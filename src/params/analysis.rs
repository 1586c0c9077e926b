//! Spectral analysis configuration.

use serde::Deserialize;

use crate::audio::BinPartition;
use crate::error::{Result, VizError};

/// Analysis graph configuration (mirrors an analyser node's tunables)
#[derive(Debug, Clone, PartialEq, Deserialize)]
#[serde(default)]
pub struct AnalyzerConfig {
    /// Transform size in samples (must be power of 2)
    /// Produces fft_size / 2 frequency bins
    pub fft_size: usize,

    /// Temporal smoothing between transforms (0.0 = none, <1.0)
    pub smoothing_time_constant: f32,

    /// Magnitude mapped to byte 0 (decibels)
    pub min_decibels: f32,

    /// Magnitude mapped to byte 255 (decibels)
    pub max_decibels: f32,

    /// Low / mid bin counts; high covers the rest
    pub partition: BinPartition,
}

impl Default for AnalyzerConfig {
    fn default() -> Self {
        Self {
            fft_size: 256,
            smoothing_time_constant: 0.8,
            min_decibels: -100.0,
            max_decibels: -30.0,
            partition: BinPartition::default(),
        }
    }
}

impl AnalyzerConfig {
    /// Number of frequency bins in every snapshot
    pub fn bin_count(&self) -> usize {
        self.fft_size / 2
    }

    /// Validate configuration (transform size must be power of 2, etc.)
    pub fn validate(&self) -> Result<()> {
        if !self.fft_size.is_power_of_two() || self.fft_size < 32 {
            return Err(VizError::Config(format!(
                "fft_size must be a power of 2 >= 32, got {}",
                self.fft_size
            )));
        }
        if !(0.0..1.0).contains(&self.smoothing_time_constant) {
            return Err(VizError::Config(format!(
                "smoothing_time_constant must be in [0, 1), got {}",
                self.smoothing_time_constant
            )));
        }
        if self.min_decibels >= self.max_decibels {
            return Err(VizError::Config(format!(
                "min_decibels ({}) must be below max_decibels ({})",
                self.min_decibels, self.max_decibels
            )));
        }
        Ok(())
    }
}

#[cfg(test)]
mod tests {
    use super::*;

    #[test]
    fn default_matches_analyser_node() {
        let config = AnalyzerConfig::default();
        assert_eq!(config.fft_size, 256);
        assert_eq!(config.bin_count(), 128);
        assert!(config.validate().is_ok());
    }

    #[test]
    fn rejects_non_power_of_two() {
        let config = AnalyzerConfig {
            fft_size: 300,
            ..AnalyzerConfig::default()
        };
        assert!(matches!(config.validate(), Err(VizError::Config(_))));
    }

    #[test]
    fn rejects_inverted_decibel_range() {
        let config = AnalyzerConfig {
            min_decibels: -30.0,
            max_decibels: -100.0,
            ..AnalyzerConfig::default()
        };
        assert!(config.validate().is_err());
    }
}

→ Exercise: Where the string "AnalyzerConfig" occurs in the data, return the whole line.

→ Output of the exercise:
pub struct AnalyzerConfig {
impl Default for AnalyzerConfig {
impl AnalyzerConfig {
        let config = AnalyzerConfig::default();
        let config = AnalyzerConfig {
            ..AnalyzerConfig::default()
        let config = AnalyzerConfig {
            ..AnalyzerConfig::default()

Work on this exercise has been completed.